Wednesday, April 25, 2007

Take me out to the smorgball game

4/24/2007

“I might as well not wake up tomorrow. It’s not going to get any better than this.” — conversation overheard in the right field stands at Dodger Stadium, Los Angeles.
Imagine gorging yourself at a baseball game, and living to tell the tale. That’s how the L.A. Dodgers want it.
The storied major league baseball franchise recently announced they are turning their right-field bleachers into an all-you-can-eat pavilion this season.
For a paltry $35 in advance, or only $40 on game day, right-field fans can happily stuff themselves with nachos, hot dogs, peanuts, popcorn and soft drinks—basically, all the health food that ballpark regulars already enjoy.
Dodger management has obviously not geared the pavilion toward food yuppies, or the fancy folk who shell out the biggest bucks. You won’t find any organic lettuce or feta cheese up in the right field rafters. This feast is for the beasts and, when you get right down to it, most people would rather whoop it up on pork and beans, than sit quietly in a box like kings and queens. Whether it increases attendance as much as waistlines remains to be seen.
Regardless, baseball could use the boost. Any boost.

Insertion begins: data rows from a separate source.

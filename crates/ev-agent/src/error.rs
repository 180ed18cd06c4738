use ev_core::EvError;
use ev_data::DataError;
use thiserror::Error;

use crate::Status;

#[derive(Debug, Error)]
pub enum AgentError {
    #[error("invalid duration {0}: must be a non-negative number")]
    InvalidDuration(f64),

    #[error("duration {duration} s is shorter than the {elapsed} s already elapsed")]
    DurationBelowElapsed { duration: f64, elapsed: f64 },

    #[error("cannot start a state that is {0}: it must be pending")]
    AlreadyStarted(Status),

    #[error("cannot stop a state that is {0}: it must be running")]
    NotRunning(Status),

    #[error("cannot run a stopped state")]
    Stopped,

    #[error("invalid charge percentage {0}: must be within [0, 100]")]
    InvalidCharge(f64),

    #[error("invalid charge delta {delta}: charge {charge} would leave [0, 100]")]
    InvalidChargeDelta { charge: f64, delta: f64 },

    #[error("invalid speed {0} km/h: must be a positive number")]
    InvalidSpeed(f64),

    #[error("invalid trip distance {0} km: must be a non-negative number")]
    InvalidDistance(f64),

    #[error("remaining distance {remaining} km is outside [0, {distance}]")]
    InvalidRemaining { remaining: f64, distance: f64 },

    #[error("invalid departure hour {0}: must be within [0, 24]")]
    InvalidDepartureHour(f64),

    #[error(transparent)]
    Data(#[from] DataError),

    #[error(transparent)]
    Core(#[from] EvError),
}

pub type AgentResult<T> = Result<T, AgentError>;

As far as spectator sports go, baseball is a colossal bore for the bulk of sports fans, even the bulkier ones wolfing down dogs in right field. It lacks the speed of hockey, the punch of football, the purity of rugby, and the gangsters, goons and gargoyles of professional basketball.

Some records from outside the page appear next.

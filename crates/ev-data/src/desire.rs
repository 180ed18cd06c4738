//! Recharge-desire curves.
//!
//! A behavior code maps battery charge (%) to the desire (%) to plug in.
//! Curves are piecewise linear between the defined breakpoints.  Missing
//! 0 % and 100 % breakpoints are filled in with a desire of 0 so every charge
//! in `[0, 100]` falls inside the curve.

use std::collections::HashMap;

use crate::{DataError, DataResult};

#[derive(Clone, Debug, PartialEq)]
pub struct RechargeCurve {
    /// `(charge %, desire %)`, sorted by charge, unique charges, first at 0
    /// and last at 100.
    points: Vec<(f64, f64)>,
}

impl RechargeCurve {
    /// Build a curve from arbitrary-order breakpoints.  A later breakpoint
    /// with the same charge replaces an earlier one.
    pub fn new(points: impl IntoIterator<Item = (f64, f64)>) -> Self {
        let mut sorted: Vec<(f64, f64)> = Vec::new();
        for (charge, desire) in points {
            match sorted.iter_mut().find(|(c, _)| *c == charge) {
                Some(existing) => existing.1 = desire,
                None => sorted.push((charge, desire)),
            }
        }
        if !sorted.iter().any(|(c, _)| *c == 0.0) {
            sorted.push((0.0, 0.0));
        }
        if !sorted.iter().any(|(c, _)| *c == 100.0) {
            sorted.push((100.0, 0.0));
        }
        sorted.sort_by(|a, b| a.0.total_cmp(&b.0));
        Self { points: sorted }
    }

    pub fn points(&self) -> &[(f64, f64)] {
        &self.points
    }

    /// Desire (%) at `charge` (%).
    pub fn desire(&self, charge: f64) -> DataResult<f64> {
        if !(0.0..=100.0).contains(&charge) {
            return Err(DataError::InvalidCharge(charge));
        }
        // First breakpoint strictly above `charge`; the anchors guarantee
        // 1 ≤ idx ≤ len whenever charge is in range.
        let idx = self.points.partition_point(|(c, _)| *c <= charge);
        let (lo_c, lo_d) = self.points[idx - 1];
        if lo_c == charge || idx == self.points.len() {
            return Ok(lo_d);
        }
        let (hi_c, hi_d) = self.points[idx];
        Ok(((hi_c - charge) * lo_d + (charge - lo_c) * hi_d) / (hi_c - lo_c))
    }
}

/// All curves keyed by behavior code, in load order.
#[derive(Clone, Debug, Default)]
pub struct RechargeCurves {
    curves: HashMap<String, RechargeCurve>,
    order:  Vec<String>,
}

impl RechargeCurves {
    pub fn new() -> Self {
        Self::default()
    }

    /// Insert (or replace) the curve for `code`.
    pub fn insert(&mut self, code: impl Into<String>, curve: RechargeCurve) {
        let code = code.into();
        if !self.curves.contains_key(&code) {
            self.order.push(code.clone());
        }
        self.curves.insert(code, curve);
    }

    pub fn get(&self, code: &str) -> DataResult<&RechargeCurve> {
        self.curves
            .get(code)
            .ok_or_else(|| DataError::UnknownBehavior(code.to_owned()))
    }

    /// Desire (%) for behavior `code` at `charge` (%).
    pub fn desire(&self, code: &str, charge: f64) -> DataResult<f64> {
        self.get(code)?.desire(charge)
    }

    pub fn first_code(&self) -> Option<&str> {
        self.order.first().map(String::as_str)
    }

    pub fn len(&self) -> usize {
        self.order.len()
    }

    pub fn is_empty(&self) -> bool {
        self.order.is_empty()
    }
}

People who understand baseball, and study it, find the game enormously entertaining. This is a good thing, but it is nothing that can’t be improved by filling a pumpkin with nachos and cheese, throwing it in the deep fryer, and then selling it to some drunken, shirtless bleacher creature.
The all-you-can-eat approach is sure to be a winner, not so much with fans who are content to sip a few overpriced cups of foam, but with those true die-hards who prefer the more legally risky, but cost effective, strategy of intoxicating themselves in the stadium parking lot.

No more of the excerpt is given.